_Work to be completed_:
Wherever the string "found" appears in the records, return the line that holds it.

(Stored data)
◇ ◇ ◇ ◇ ◇ ◇ ◇

//! Horizontal boundary clamping
//!
//! Only x is clamped. Vertical overflow is accepted: squeezing rows together
//! to fit would make elements overlap, which looks worse than running past
//! the bottom edge.

use std::collections::HashMap;

use super::types::PositionAssignment;

/// Keep every element with a known size inside `[margin, container_width - margin]`.
///
/// The width used is the assignment's override if present, else the looked-up
/// width. Elements missing from `sizes` pass through unchanged.
pub fn clamp_to_container(
    plan: &[PositionAssignment],
    sizes: &HashMap<String, (f64, f64)>,
    container_width: f64,
    margin: f64,
) -> Vec<PositionAssignment> {
    plan.iter()
        .map(|assignment| match sizes.get(&assignment.element_id) {
            Some(&(width, _)) => {
                let width = assignment.width.unwrap_or(width);
                let max_x = container_width - width - margin;
                PositionAssignment {
                    x: assignment.x.min(max_x).max(margin),
                    ..assignment.clone()
                }
            }
            None => assignment.clone(),
        })
        .collect()
}

#[cfg(test)]
mod tests {
    use super::*;

    fn sizes() -> HashMap<String, (f64, f64)> {
        [("a", (60.0, 60.0)), ("wide", (60.0, 60.0))]
            .into_iter()
            .map(|(id, size)| (id.to_string(), size))
            .collect()
    }

    #[test]
    fn test_right_overflow_pulled_in() {
        let out = clamp_to_container(
            &[PositionAssignment::new("a", 280.0, 10.0)],
            &sizes(),
            300.0,
            10.0,
        );
        assert_eq!(out, vec![PositionAssignment::new("a", 230.0, 10.0)]);
    }

    #[test]
    fn test_left_overflow_pushed_to_margin() {
        let out = clamp_to_container(
            &[PositionAssignment::new("a", -40.0, 10.0)],
            &sizes(),
            300.0,
            10.0,
        );
        assert_eq!(out[0].x, 10.0);
    }

    #[test]
    fn test_y_never_changes() {
        let out = clamp_to_container(
            &[PositionAssignment::new("a", 20.0, 9000.0)],
            &sizes(),
            300.0,
            10.0,
        );
        assert_eq!(out[0].y, 9000.0);
    }

    #[test]
    fn test_width_override_is_respected() {
        let out = clamp_to_container(
            &[PositionAssignment::new("wide", 200.0, 0.0).with_width(130.0)],
            &sizes(),
            300.0,
            10.0,
        );
        assert_eq!(out[0], PositionAssignment::new("wide", 160.0, 0.0).with_width(130.0));
    }

    #[test]
    fn test_unknown_ids_pass_through() {
        let input = [PositionAssignment::new("ghost", 999.0, -5.0)];
        assert_eq!(clamp_to_container(&input, &sizes(), 300.0, 10.0), input.to_vec());
    }
}
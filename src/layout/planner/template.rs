//! Deterministic, archetype-driven placement
//!
//! Displays always come first, stacked at the start position. Buttons are
//! then placed by the archetype's strategy:
//!
//! - **calculator**: canonical table walk, then row-major overflow
//! - **form**: fields stacked vertically, action buttons on a final row
//! - **menu**: column-major flow
//! - **dashboard**: two-column display grid plus control rows
//! - **generic**: grid, single row or single column per layout mode

use async_trait::async_trait;

use super::super::archetype::is_form_action;
use super::super::canonical::{canonical_table, normalize_label, table_extent};
use super::super::error::PlanError;
use super::super::types::{LayoutMode, PositionAssignment, UiType};
use super::{centered_label, LayoutUnit, PlanInput, PositionPlanner, UnitKind};

/// Widths closer than this are treated as equal
const WIDTH_EPSILON: f64 = 0.5;

/// Deterministic planner: same input, same plan
#[derive(Debug, Clone, Copy, Default)]
pub struct TemplatePlanner;

#[async_trait]
impl PositionPlanner for TemplatePlanner {
    async fn plan(&self, input: &PlanInput) -> Result<Vec<PositionAssignment>, PlanError> {
        Ok(self.plan_sync(input))
    }
}

/// Cell geometry shared by grid-style placements
#[derive(Debug, Clone, Copy, PartialEq)]
struct Grid {
    origin_x: f64,
    origin_y: f64,
    cell_width: f64,
    cell_height: f64,
    gap_x: f64,
    gap_y: f64,
}

impl Grid {
    fn x(&self, col: usize) -> f64 {
        self.origin_x + col as f64 * (self.cell_width + self.gap_x)
    }

    fn y(&self, row: usize) -> f64 {
        self.origin_y + row as f64 * (self.cell_height + self.gap_y)
    }

    /// Rows a unit of `height` covers, at least one
    fn rows_spanned(&self, height: f64) -> usize {
        let pitch = self.cell_height + self.gap_y;
        if pitch <= 0.0 {
            return 1;
        }
        (((height + self.gap_y) / pitch).ceil() as usize).max(1)
    }

    /// Width of a cell spanning `span` columns, gaps included
    fn span_width(&self, span: usize) -> f64 {
        let span = span.max(1) as f64;
        span * self.cell_width + (span - 1.0) * self.gap_x
    }
}

fn median(mut values: Vec<f64>) -> Option<f64> {
    if values.is_empty() {
        return None;
    }
    values.sort_by(|a, b| a.total_cmp(b));
    let mid = values.len() / 2;
    if values.len() % 2 == 0 {
        Some((values[mid - 1] + values[mid]) / 2.0)
    } else {
        Some(values[mid])
    }
}

/// Output accumulator that places a unit and its label together
struct Placer {
    out: Vec<PositionAssignment>,
}

impl Placer {
    fn new() -> Self {
        Self { out: Vec::new() }
    }

    /// Place a unit in a box of `box_width`. Only spanning boxes and
    /// buttons too wide for their cell are resized.
    fn place_in_cell(&mut self, unit: &LayoutUnit, x: f64, y: f64, box_width: f64, span: usize) {
        let override_width = if span > 1 {
            ((box_width - unit.width()).abs() > WIDTH_EPSILON).then_some(box_width)
        } else {
            (unit.kind == UnitKind::Button && unit.width() > box_width + WIDTH_EPSILON)
                .then_some(box_width)
        };
        self.place(unit, x, y, override_width);
    }

    /// Place a unit and force its width to `width` when it differs
    fn place_with_width(&mut self, unit: &LayoutUnit, x: f64, y: f64, width: f64) {
        let override_width = ((width - unit.width()).abs() > WIDTH_EPSILON).then_some(width);
        self.place(unit, x, y, override_width);
    }

    fn place(&mut self, unit: &LayoutUnit, x: f64, y: f64, width: Option<f64>) {
        let mut assignment = PositionAssignment::new(unit.id(), x, y);
        assignment.width = width;
        self.out.push(assignment);
        let effective_width = width.unwrap_or(unit.width());
        if let Some(label) = centered_label(unit, x, y, effective_width) {
            self.out.push(label);
        }
    }

    fn finish(self) -> Vec<PositionAssignment> {
        self.out
    }
}

impl TemplatePlanner {
    pub fn new() -> Self {
        Self
    }

    /// Compute the plan synchronously. Used directly as the fallback path.
    pub fn plan_sync(&self, input: &PlanInput) -> Vec<PositionAssignment> {
        let mut placer = Placer::new();
        match input.ui_type {
            UiType::Calculator => {
                let y0 = stack_displays(input, &mut placer);
                place_calculator(input, y0, &mut placer);
            }
            UiType::Form => {
                let y0 = stack_displays(input, &mut placer);
                place_form(input, y0, &mut placer);
            }
            UiType::Menu => {
                let y0 = stack_displays(input, &mut placer);
                place_menu(input, y0, &mut placer);
            }
            UiType::Dashboard => place_dashboard(input, &mut placer),
            UiType::Generic => {
                let y0 = stack_displays(input, &mut placer);
                place_generic(input, y0, &mut placer);
            }
        }
        placer.finish()
    }
}

/// Typical button size, sampled once from the buttons themselves
fn typical_size(input: &PlanInput) -> (f64, f64) {
    let (default_w, default_h) = input.default_button_size;
    let width = median(input.buttons.iter().map(|b| b.width()).collect()).unwrap_or(default_w);
    let height = median(input.buttons.iter().map(|b| b.height()).collect()).unwrap_or(default_h);
    (width, height)
}

/// Shrink (never grow) the cell width so `columns` cells and their gaps fit.
fn fit_cell_width(width: f64, columns: usize, gap_x: f64, available: f64) -> f64 {
    let cols = columns.max(1) as f64;
    let needed = cols * width + (cols - 1.0) * gap_x;
    if needed <= available || available <= 0.0 {
        return width;
    }
    ((available - (cols - 1.0) * gap_x) / cols).max(1.0).min(width)
}

fn grid_for(input: &PlanInput, columns: usize, origin_y: f64) -> Grid {
    let ctx = &input.context;
    let (width, height) = typical_size(input);
    Grid {
        origin_x: ctx.start_x,
        origin_y,
        cell_width: fit_cell_width(width, columns, ctx.gap_x, input.available_width()),
        cell_height: height,
        gap_x: ctx.gap_x,
        gap_y: ctx.gap_y,
    }
}

/// Stack displays full-width from the start position. Returns the y where
/// buttons begin.
fn stack_displays(input: &PlanInput, placer: &mut Placer) -> f64 {
    let ctx = &input.context;
    let width = input.available_width();
    let mut y = ctx.start_y;
    for display in &input.displays {
        placer.place_with_width(display, ctx.start_x, y, width);
        y += display.height() + ctx.gap_y;
    }
    y
}

/// Fill cells row-major starting at `first_row`, wrapping at `columns`.
///
/// A non-button unit wider than a cell keeps its size and gets rows of its
/// own; the next unit starts below it.
fn pack_row_major<'a>(
    units: impl IntoIterator<Item = &'a LayoutUnit>,
    grid: &Grid,
    first_row: usize,
    columns: usize,
    placer: &mut Placer,
) {
    let columns = columns.max(1);
    let mut row = first_row;
    let mut col = 0;
    for unit in units {
        if unit.kind != UnitKind::Button && unit.width() > grid.cell_width + WIDTH_EPSILON {
            if col > 0 {
                row += 1;
                col = 0;
            }
            placer.place(unit, grid.x(0), grid.y(row), None);
            row += grid.rows_spanned(unit.height());
            continue;
        }
        placer.place_in_cell(unit, grid.x(col), grid.y(row), grid.cell_width, 1);
        col += 1;
        if col == columns {
            col = 0;
            row += 1;
        }
    }
}

fn place_calculator(input: &PlanInput, y0: f64, placer: &mut Placer) {
    let table = canonical_table(UiType::Calculator);
    let (table_rows, table_cols) = table_extent(table);
    let grid = grid_for(input, table_cols, y0);

    let normalized: Vec<String> = input
        .buttons
        .iter()
        .map(|b| normalize_label(&b.label))
        .collect();
    let mut claimed = vec![false; input.buttons.len()];

    // Pass 1: one button per canonical slot; empty slots keep their cell.
    for slot in table {
        let found = (0..input.buttons.len()).find(|&i| !claimed[i] && normalized[i] == slot.label);
        if let Some(i) = found {
            claimed[i] = true;
            placer.place_in_cell(
                &input.buttons[i],
                grid.x(slot.col),
                grid.y(slot.row),
                grid.span_width(slot.span),
                slot.span,
            );
        }
    }

    // Pass 2: everything unclaimed goes after the templated rows.
    let leftovers = input
        .buttons
        .iter()
        .zip(claimed.iter())
        .filter(|(_, claimed)| !**claimed)
        .map(|(b, _)| b)
        .chain(input.loose.iter());
    pack_row_major(leftovers, &grid, table_rows, input.context.columns, placer);
}

fn place_form(input: &PlanInput, y0: f64, placer: &mut Placer) {
    let ctx = &input.context;
    let (actions, fields): (Vec<&LayoutUnit>, Vec<&LayoutUnit>) = input
        .buttons
        .iter()
        .chain(input.loose.iter())
        .partition(|u| is_form_action(&u.label));

    let mut y = y0;
    for field in fields {
        placer.place(field, ctx.start_x, y, None);
        y += field.height() + ctx.gap_y;
    }

    // Actions share rows, wrapping after `columns` buttons.
    let columns = ctx.columns.max(1);
    for row in actions.chunks(columns) {
        let mut x = ctx.start_x;
        let mut row_height: f64 = 0.0;
        for action in row {
            placer.place(action, x, y, None);
            x += action.width() + ctx.gap_x;
            row_height = row_height.max(action.height());
        }
        y += row_height + ctx.gap_y;
    }
}

fn place_menu(input: &PlanInput, y0: f64, placer: &mut Placer) {
    let ctx = &input.context;
    let items: Vec<&LayoutUnit> = input.buttons.iter().chain(input.loose.iter()).collect();
    if items.is_empty() {
        return;
    }
    let (_, row_height) = typical_size(input);
    let row_pitch = row_height + ctx.gap_y;
    let per_column = if row_pitch > 0.0 {
        ((ctx.container_height / row_pitch).ceil() as usize).max(1)
    } else {
        items.len()
    };
    let column_width = items.iter().map(|u| u.width()).fold(0.0, f64::max);
    let column_pitch = column_width + ctx.gap_x;

    for (i, item) in items.iter().enumerate() {
        let col = i / per_column;
        let row = i % per_column;
        placer.place(
            item,
            ctx.start_x + col as f64 * column_pitch,
            y0 + row as f64 * row_pitch,
            None,
        );
    }
}

/// Panels two per row at their own width, columns pitched by the widest
/// panel. Controls start below the bottom band measured from the last panel
/// row, so the panels are still displays when the result is classified again.
fn place_dashboard(input: &PlanInput, placer: &mut Placer) {
    let ctx = &input.context;
    let widest = input.displays.iter().map(|d| d.width()).fold(0.0, f64::max);
    let pitch = widest + ctx.gap_x;

    let mut y = ctx.start_y;
    let mut last_row_y = y;
    for row in input.displays.chunks(2) {
        let mut row_height: f64 = 0.0;
        for (col, display) in row.iter().enumerate() {
            placer.place(display, ctx.start_x + col as f64 * pitch, y, None);
            row_height = row_height.max(display.height());
        }
        last_row_y = y;
        y += row_height + ctx.gap_y;
    }

    let heights: Vec<f64> = input
        .displays
        .iter()
        .chain(input.buttons.iter())
        .map(|u| u.height())
        .collect();
    let avg_height = heights.iter().sum::<f64>() / heights.len().max(1) as f64;
    let band_clear = last_row_y + input.bottom_band_factor * avg_height + 1.0;

    let grid = grid_for(input, ctx.columns, y.max(band_clear));
    let controls = input.buttons.iter().chain(input.loose.iter());
    pack_row_major(controls, &grid, 0, ctx.columns, placer);
}

fn place_generic(input: &PlanInput, y0: f64, placer: &mut Placer) {
    let ctx = &input.context;
    let units = input.buttons.iter().chain(input.loose.iter());
    match ctx.layout_mode {
        LayoutMode::Grid => {
            let grid = grid_for(input, ctx.columns, y0);
            pack_row_major(units, &grid, 0, ctx.columns, placer);
        }
        LayoutMode::Row => {
            let mut x = ctx.start_x;
            for unit in units {
                placer.place(unit, x, y0, None);
                x += unit.width() + ctx.gap_x;
            }
        }
        LayoutMode::Column => {
            let mut y = y0;
            for unit in units {
                placer.place(unit, ctx.start_x, y, None);
                y += unit.height() + ctx.gap_y;
            }
        }
    }
}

◇ ◇ ◇ ◇ ◇ ◇ ◇

_Answer section_:
        let found = (0..input.buttons.len()).find(|&i| !claimed[i] && normalized[i] == slot.label);
        if let Some(i) = found {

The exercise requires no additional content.